According to a recent survey, a whopping 80% of employees say they would be happier with more flexible working options. Better work flexibility means greater happiness and more productivity for business. And yet why are we still not getting this quite right? Why is it that the majority of working people I know are still plodding through a 9 to 5 hour day for 5 days a week chained to their office desk?

My Ultimatum

Four years ago, I had a job that I loved in London. I went on maternity leave and was hoping to go back. I asked to return on a part-time basis but that wasn’t deemed possible. So then I asked if I could work from home but apparently that wouldn’t work with the systems in place. Eventually, I was told that I either had to return in a full-time capacity or not at all. And so I made the difficult decision to leave. I couldn’t face working full-time with a heavy commute, and leaving a young baby for so long.

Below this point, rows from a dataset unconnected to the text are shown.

// crates/autonomy-orchestrator/src/orchestrator.rs
// ============================================================================
// Module: Role Orchestrator (C10)
// Description: Drives a goal through Planner -> Executor -> MemoryWriter -> Auditor.
// Purpose: The orchestrator's single entry point: pursue one goal to a terminal result.
// Dependencies: autonomy-core, autonomy-kernel
// ============================================================================

//! Drives a goal through Planner -> Executor -> MemoryWriter -> Auditor.

use autonomy_core::Anomaly;
use autonomy_core::AnomalySeverity;
use autonomy_core::AuditReport;
use autonomy_core::DriftReport;
use autonomy_core::ExecutionPlan;
use autonomy_core::Goal;
use autonomy_core::OrchestratedResult;
use autonomy_core::PipelineResult;
use autonomy_core::PipelineStatus;
use autonomy_core::PlanId;
use autonomy_core::PlanStatus;
use tracing::error;
use tracing::info;
use tracing::warn;

use crate::role_call::CircuitBreaker;
use crate::role_call::RoleCallError;
use crate::role_call::RoleCallPolicy;
use crate::role_call::call_with_policy;
use crate::roles::Auditor;
use crate::roles::Executor;
use crate::roles::MemoryWriter;
use crate::roles::Planner;
use crate::roles::RoleError;

/// Errors the orchestrator cannot attribute to the goal itself.
#[derive(Debug, thiserror::Error)]
pub enum OrchestratorError {
    /// The plan failed validation (duplicate steps, unknown dependency, or
    /// a cycle) before any step ran.
    #[error("invalid plan: {0}")]
    InvalidPlan(#[from] autonomy_core::PlanError),
    /// The planner role could not produce a plan after retries.
    #[error("planning failed: {0}")]
    Planning(String),
}

/// Governs which goals are admitted before planning runs at all, mirroring
/// the role-call authorization check applied to every other role
/// invocation: a source must clear a trust floor and, if the allow-list is
/// non-empty, appear on it. `source == "user"` is always admitted
/// regardless of `source_trust`, per the goal data model's own invariant.
#[derive(Debug, Clone)]
pub struct GoalAdmissionPolicy {
    /// Minimum `source_trust` a non-`"user"` source must carry.
    pub min_source_trust: f64,
    /// Sources explicitly authorized to submit goals. Empty means no
    /// source-name restriction beyond `min_source_trust`.
    pub allowed_sources: Vec<String>,
}

impl GoalAdmissionPolicy {
    /// The default policy: user-sourced goals are always admitted, every
    /// other source needs `source_trust >= 0.6` and no source-name
    /// restriction.
    #[must_use]
    pub fn default_policy() -> Self {
        Self {
            min_source_trust: 0.6,
            allowed_sources: Vec::new(),
        }
    }

    /// Whether `goal` clears admission, assuming its `source_trust` has
    /// already been checked for validity.
    #[must_use]
    pub fn authorizes(&self, goal: &Goal) -> bool {
        goal.source == "user"
            || (goal.source_trust >= self.min_source_trust
                && (self.allowed_sources.is_empty() || self.allowed_sources.iter().any(|source| source == &goal.source)))
    }
}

It still makes me quite cross now. Why should this have to be the case? Why in this digital age can’t there be more working from home? Why can’t there be more flexi-time? Why can’t there be more job-sharing or part-time work?

A Question of Trust

I can only assume that it is because of a question of trust. If technology can make us all work faster, smarter and in any location, the reason most businesses don’t employ flexible working practices is because they are suspicious of what might be going on if they can’t keep a beady eye on their employees. Perhaps organisations think that if they can’t see their employees grappling with an excel spread sheet they may instead be at home with their feet up or putting the washing on dancing round the kitchen to Uptown Funk?

Their Loss?

I passionately believe that many businesses are losing out in not offering flexible working patterns. My talented sister used to work at a well-known children’s publisher, she quit her job along with 5 other senior, well-regarded women in one year because they would not allow any of them to work a 4 day week in the office and 1 day at home. This to me seems ludicrous. Surely it would be more beneficial for the organisation to try and accommodate these women than to go through the painful procedure of recruiting, training and replacing the staff who all had valuable years’ experience?

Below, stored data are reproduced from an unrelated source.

// crates/autonomy-orchestrator/src/roles.rs
// ============================================================================
// Module: Orchestrator Roles
// Description: Trait seams for the four role kinds the Role Orchestrator (C10) calls.
// Purpose: Keep planning, execution policy, memory, and audit pluggable and model agnostic.
// Dependencies: autonomy-core
// ============================================================================

//! Trait seams for the four role kinds the Role Orchestrator (C10) calls.

use autonomy_core::AuditReport;
use autonomy_core::ExecutionPlan;
use autonomy_core::Goal;
use autonomy_core::MemoryReport;
use autonomy_core::PipelineResult;

/// Errors raised by a role invocation. Distinct from [`crate::role_call::RoleCallError`],
/// which wraps this with retry/timeout/circuit-breaker context.
#[derive(Debug, thiserror::Error)]
pub enum RoleError {
    /// The role could not produce a result for reasons specific to its
    /// backend (a model call failed, a memory backend was unreachable).
    #[error("role failed: {0}")]
    Failed(String),
}

/// Produces an [`ExecutionPlan`] pursuing a [`Goal`].
pub trait Planner: Send + Sync {
    /// Plans a goal into a dependency-ordered set of tool call steps.
    ///
    /// # Errors
    ///
    /// Returns [`RoleError`] if planning fails.
    fn plan(&self, goal: &Goal) -> Result<ExecutionPlan, RoleError>;
}

/// Executes a single plan step through the Tool Execution Pipeline. Kept
/// distinct from `autonomy_kernel::Pipeline` itself so the orchestrator can
/// wrap execution in role-call policy (timeout, retry, circuit breaker)
/// uniformly with the other roles.
pub trait Executor: Send + Sync {
    /// Executes `step_index` of `plan`, returning the pipeline's result.
    ///
    /// # Errors
    ///
    /// Returns [`RoleError`] if the step cannot be submitted to the
    /// pipeline; pipeline-level rejections are reported in the returned
    /// [`PipelineResult`], not as a `RoleError`.
    fn execute_step(&self, plan: &ExecutionPlan, step_index: usize) -> Result<PipelineResult, RoleError>;
}

/// Persists a durable summary of a completed plan for later recall.
pub trait MemoryWriter: Send + Sync {
    /// Writes memory records summarizing `plan`'s execution.
    ///
    /// # Errors
    ///
    /// Returns [`RoleError`] if the write fails.
    fn write(&self, plan: &ExecutionPlan, step_results: &[PipelineResult]) -> Result<MemoryReport, RoleError>;
}

/// Reviews a completed plan's execution for anomalies.
pub trait Auditor: Send + Sync {
    /// Audits `plan`'s execution, returning any anomalies found.
    ///
    /// # Errors
    ///
    /// Returns [`RoleError`] if the audit itself could not run.
    fn audit(&self, plan: &ExecutionPlan, step_results: &[PipelineResult]) -> Result<AuditReport, RoleError>;
}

When I started writing this post I was mostly thinking about mums and how there should be more flexibility for working mothers. But really, why can’t there just be more flexibility for workers full-stop? Why can’t organisations trust their work-force to get the job done in whatever time suits them best? If employees are happy they will be more productive. Better productivity equals better profit. Output should be measured on achievements, not on how many hours are being clocked up at the office desk.

I’d love to know what you think. Are you a parent who would like the opportunity to have more flexible working hours? Would you be more productive if you could work from home more often? Or do you disagree with me entirely?!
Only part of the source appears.